← Michael Siddiqi

Hotel self-service check-in kiosks

99.8% uptime across payments, passports, keycards, and five lock-system vendors.

React NativeTypeScriptAndroid native modulesAdyenPMS integrations
Hotel self-check-in kiosk app on a tablet

One app, many hotels

Every hotel runs different infrastructure: different property-management systems (Mews, OHIP, and others), different door locks, different payment setups. The kiosk had to present one consistent guest experience — find your booking, pay, get your key — on top of whatever combination a given property runs. A guest at 1 a.m. doesn't care which PMS the hotel chose; they care that the machine gives them a room key.

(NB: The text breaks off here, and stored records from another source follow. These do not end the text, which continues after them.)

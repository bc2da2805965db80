//! Minimal geometry for assembling a model: material-filled shapes on the cell lattice.

use serde::{Deserialize, Serialize};

use super::ConfigError;

/// Shapes are applied in order; later shapes overwrite earlier ones.
#[derive(Debug, Clone, PartialEq, Serialize, Deserialize)]
#[serde(tag = "type", rename_all = "snake_case")]
pub enum Shape {
    /// Axis-aligned box of cells `lower..upper` (upper exclusive).
    Box {
        lower: [usize; 3],
        upper: [usize; 3],
        material: String,
    },
}

impl Shape {
    pub fn material(&self) -> &str {
        match self {
            Shape::Box { material, .. } => material,
        }
    }

    /// Cell ranges covered by the shape, clipped to the domain.
    pub fn cell_ranges(&self, dims: [usize; 3]) -> [std::ops::Range<usize>; 3] {
        match self {
            Shape::Box { lower, upper, .. } => [
                lower[0].min(dims[0])..upper[0].min(dims[0]),
                lower[1].min(dims[1])..upper[1].min(dims[1]),
                lower[2].min(dims[2])..upper[2].min(dims[2]),
            ],
        }
    }

    pub fn validate(&self, index: usize) -> Result<(), ConfigError> {
        match self {
            Shape::Box { lower, upper, .. } => {
                if (0..3).any(|a| lower[a] >= upper[a]) {
                    return Err(ConfigError::InvalidGeometry {
                        index,
                        reason: "the lower coordinates should be less than the upper coordinates",
                    });
                }
            }
        }
        Ok(())
    }
}
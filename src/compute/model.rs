//! Model assembly: turns a validated configuration into the grid, coefficient table,
//! PML slabs, sources and output buffers the update engine works on.

use std::path::Path;

use serde::Serialize;

use super::backend::SolverError;
use super::coefficients::CoefficientTable;
use super::grid::{Component, GridState};
use super::outputs::{Receiver, Snapshot};
use super::pml::{PmlSlab, build_slabs};
use super::sources::{Sources, TransmissionLine};
use crate::schema::{BackendConfig, ConfigError, Material, SolverConfig, SourceKind};

/// Everything the update engine mutates or reads during a run.
#[derive(Debug, Clone)]
pub struct Model {
    pub(crate) materials: Vec<Material>,
    pub(crate) table: CoefficientTable,
    pub(crate) grid: GridState,
    pub(crate) pml: Vec<PmlSlab>,
    pub(crate) sources: Sources,
    pub(crate) receivers: Vec<Receiver>,
    pub(crate) snapshots: Vec<Snapshot>,
    pub(crate) iterations: usize,
    pub(crate) backend: BackendConfig,
}

impl Model {
    /// Validate `config` and assemble the model.
    pub fn build(config: &SolverConfig) -> Result<Self, ConfigError> {
        config.validate()?;

        let dims = config.domain.dims();
        let spacing = config.domain.spacing();
        let dt = config.dt();
        let iterations = config.iterations();
        log::info!(
            "Domain: {} x {} x {} cells, dx = {:.3e}, dy = {:.3e}, dz = {:.3e} m",
            dims[0],
            dims[1],
            dims[2],
            spacing[0],
            spacing[1],
            spacing[2]
        );
        log::info!("Time step: {:.4e} s, {} iterations", dt, iterations);

        let mut materials = vec![Material::pec(), Material::free_space()];
        materials.extend(config.materials.iter().cloned());
        for m in &materials[2..] {
            log::info!(
                "Material '{}': er = {}, se = {}, mr = {}, sm = {}, {:?} with {} pole(s)",
                m.id,
                m.er,
                m.se,
                m.mr,
                m.sm,
                m.kind(),
                m.poles()
            );
        }

        // Loaded source materials below are copies of existing ones, so the pole count is final.
        let max_poles = materials.iter().map(Material::poles).max().unwrap_or(0);
        let mut grid = GridState::new(dims, spacing, dt, max_poles);
        for shape in &config.geometry {
            let id = material_index(&materials, shape.material())?;
            let [ri, rj, rk] = shape.cell_ranges(dims);
            for i in ri {
                for j in rj.clone() {
                    for k in rk.clone() {
                        grid.set_material(i, j, k, id);
                    }
                }
            }
        }

        // Resistive voltage sources load their feed edge with the equivalent conductivity.
        for source in &config.sources {
            let SourceKind::VoltageSource { resistance } = source.kind else {
                continue;
            };
            if resistance == 0.0 {
                continue;
            }
            let axis = source.polarisation.axis();
            let c = Component::electric(axis);
            let [i, j, k] = source.position;
            let node = grid.index(i, j, k);
            let host = &materials[grid.material_ids(c)[node] as usize];
            let loaded_id = format!("{}+VoltageSource", host.id);
            let id = match materials.iter().position(|m| m.id == loaded_id) {
                Some(id) => id as u32,
                None => {
                    let area = spacing[(axis + 1) % 3] * spacing[(axis + 2) % 3];
                    let mut loaded = host.clone();
                    loaded.id = loaded_id;
                    loaded.se += spacing[axis] / (resistance * area);
                    materials.push(loaded);
                    (materials.len() - 1) as u32
                }
            };
            grid.set_component_material(c, node, id);
        }

        let table = CoefficientTable::build(&materials, dt, spacing);
        log::info!(
            "Coefficient table: {} materials, {} bytes, max poles {}",
            table.num_materials(),
            table.nbytes(),
            table.max_poles()
        );

        debug_assert_eq!(table.max_poles(), grid.max_poles());

        let pml = build_slabs(&config.pml, dims, spacing, dt);
        for slab in &pml {
            log::info!(
                "PML slab {}: {} cells, {} CFS order(s)",
                slab.face().name(),
                slab.thickness(),
                slab.orders()
            );
        }

        let sources = Sources::from_config(&config.sources, dt, iterations);
        for source in &config.sources {
            log::info!(
                "Source {:?} polarised {:?} at {:?}",
                source.kind,
                source.polarisation,
                source.position
            );
        }

        let receivers: Vec<Receiver> = config
            .all_receivers()
            .iter()
            .enumerate()
            .map(|(n, rx)| Receiver::new(n, rx, iterations))
            .collect();
        for rx in &receivers {
            log::info!("Receiver '{}' at {:?}", rx.id, rx.position);
        }

        let snapshots: Vec<Snapshot> = config
            .snapshots
            .iter()
            .map(|s| Snapshot::new(s, dt))
            .collect();
        for snap in &snapshots {
            log::info!(
                "Snapshot '{}' {:?}..{:?} stride {:?} at iteration {}",
                snap.name,
                snap.lower,
                snap.upper,
                snap.stride,
                snap.iteration
            );
        }

        Ok(Self {
            materials,
            table,
            grid,
            pml,
            sources,
            receivers,
            snapshots,
            iterations,
            backend: config.backend,
        })
    }

    pub fn grid(&self) -> &GridState {
        &self.grid
    }

    pub fn table(&self) -> &CoefficientTable {
        &self.table
    }

    pub fn materials(&self) -> &[Material] {
        &self.materials
    }

    pub fn iterations(&self) -> usize {
        self.iterations
    }

    pub fn backend_config(&self) -> &BackendConfig {
        &self.backend
    }

    pub fn receivers(&self) -> &[Receiver] {
        &self.receivers
    }

    pub fn snapshots(&self) -> &[Snapshot] {
        &self.snapshots
    }

    pub fn transmission_lines(&self) -> &[TransmissionLine] {
        &self.sources.lines
    }

    pub fn sources(&self) -> &Sources {
        &self.sources
    }

    pub fn pml(&self) -> &[PmlSlab] {
        &self.pml
    }

    /// Return fields, auxiliary state and all recorded outputs to their initial values.
    pub fn reset(&mut self) {
        self.grid.reset();
        for slab in &mut self.pml {
            slab.reset();
        }
        self.sources.reset();
        for rx in &mut self.receivers {
            rx.reset();
        }
        for snap in &mut self.snapshots {
            snap.data = None;
        }
    }

    /// Serialise receiver series, transmission-line records and snapshots as JSON.
    pub fn write_outputs(&self, path: impl AsRef<Path>) -> Result<(), SolverError> {
        let lines = self
            .sources
            .lines
            .iter()
            .map(|line| LineOutput {
                position: line.point.position,
                vinc: &line.vinc,
                iinc: &line.iinc,
                vtotal: &line.vtotal,
                itotal: &line.itotal,
            })
            .collect();
        let out = OutputFile {
            dt: self.grid.dt,
            iterations: self.iterations,
            receivers: &self.receivers,
            transmission_lines: lines,
            snapshots: &self.snapshots,
        };
        let file = std::io::BufWriter::new(std::fs::File::create(path.as_ref())?);
        serde_json::to_writer(file, &out)?;
        log::info!("Wrote outputs to {}", path.as_ref().display());
        Ok(())
    }
}

#[derive(Serialize)]
struct LineOutput<'a> {
    position: [usize; 3],
    vinc: &'a [f32],
    iinc: &'a [f32],
    vtotal: &'a [f32],
    itotal: &'a [f32],
}

#[derive(Serialize)]
struct OutputFile<'a> {
    dt: f64,
    iterations: usize,
    receivers: &'a [Receiver],
    transmission_lines: Vec<LineOutput<'a>>,
    snapshots: &'a [Snapshot],
}

fn material_index(materials: &[Material], id: &str) -> Result<u32, ConfigError> {
    materials
        .iter()
        .position(|m| m.id == id)
        .map(|n| n as u32)
        .ok_or_else(|| ConfigError::UnknownMaterial(id.to_string()))
}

Stay length selection screen
Booking confirmation screen

Five lock vendors, one abstraction

The hardest engineering problem was the door locks. Five vendors — Saflok, Salto, Visionline, Onity, Vostio — each with its own SDK, its own model of what a key is, and its own failure behavior. Designing a single abstraction over five systems that only mostly agree meant deciding, case by case, what belonged in the shared interface and what had to stay vendor-specific behind it. The SDKs are bridged into React Native through Android native modules, alongside the passport scanners and keycard encoders, so the UI code never knows which vendor it's talking to.

The failure modes that mattered

Three fronts, in practice. Payments: Adyen terminal timeouts, pre-authorization edge cases, and refund flows, where the rule is that no guest ends up charged without a completed check-in. Passports: documents the scanner can't read, hardware quirks, and verification edge cases, handled with clear retry paths instead of dead ends. And the PMS: bookings that don't appear or reservation data that's stale by the time the guest is standing at the kiosk, which taught me to treat the PMS as a source of truth that must always be re-verified, never assumed.

Uptime as a feature

A kiosk that's down at 1 a.m. means a guest who can't get into their room. The 99.8% figure came from three layers: defensive handling around every hardware interaction, so a misbehaving encoder or scanner degrades a step instead of crashing a session; monitoring with fast response, so problems were often fixed before a guest met them; and graceful fallback, so when the kiosk genuinely can't finish, it hands the guest to reception with context instead of a frozen screen.

Key collection screen

What I'd do differently

Two things. The lock-vendor abstraction should have existed from the first integration, not been unified after several were already live — retrofitting an interface across shipped vendor code is much harder than growing one. And remote diagnostics deserved earlier investment: when your software runs on a tablet in a hotel lobby three cities away, the ability to see exactly what the machine sees is worth more than almost any feature.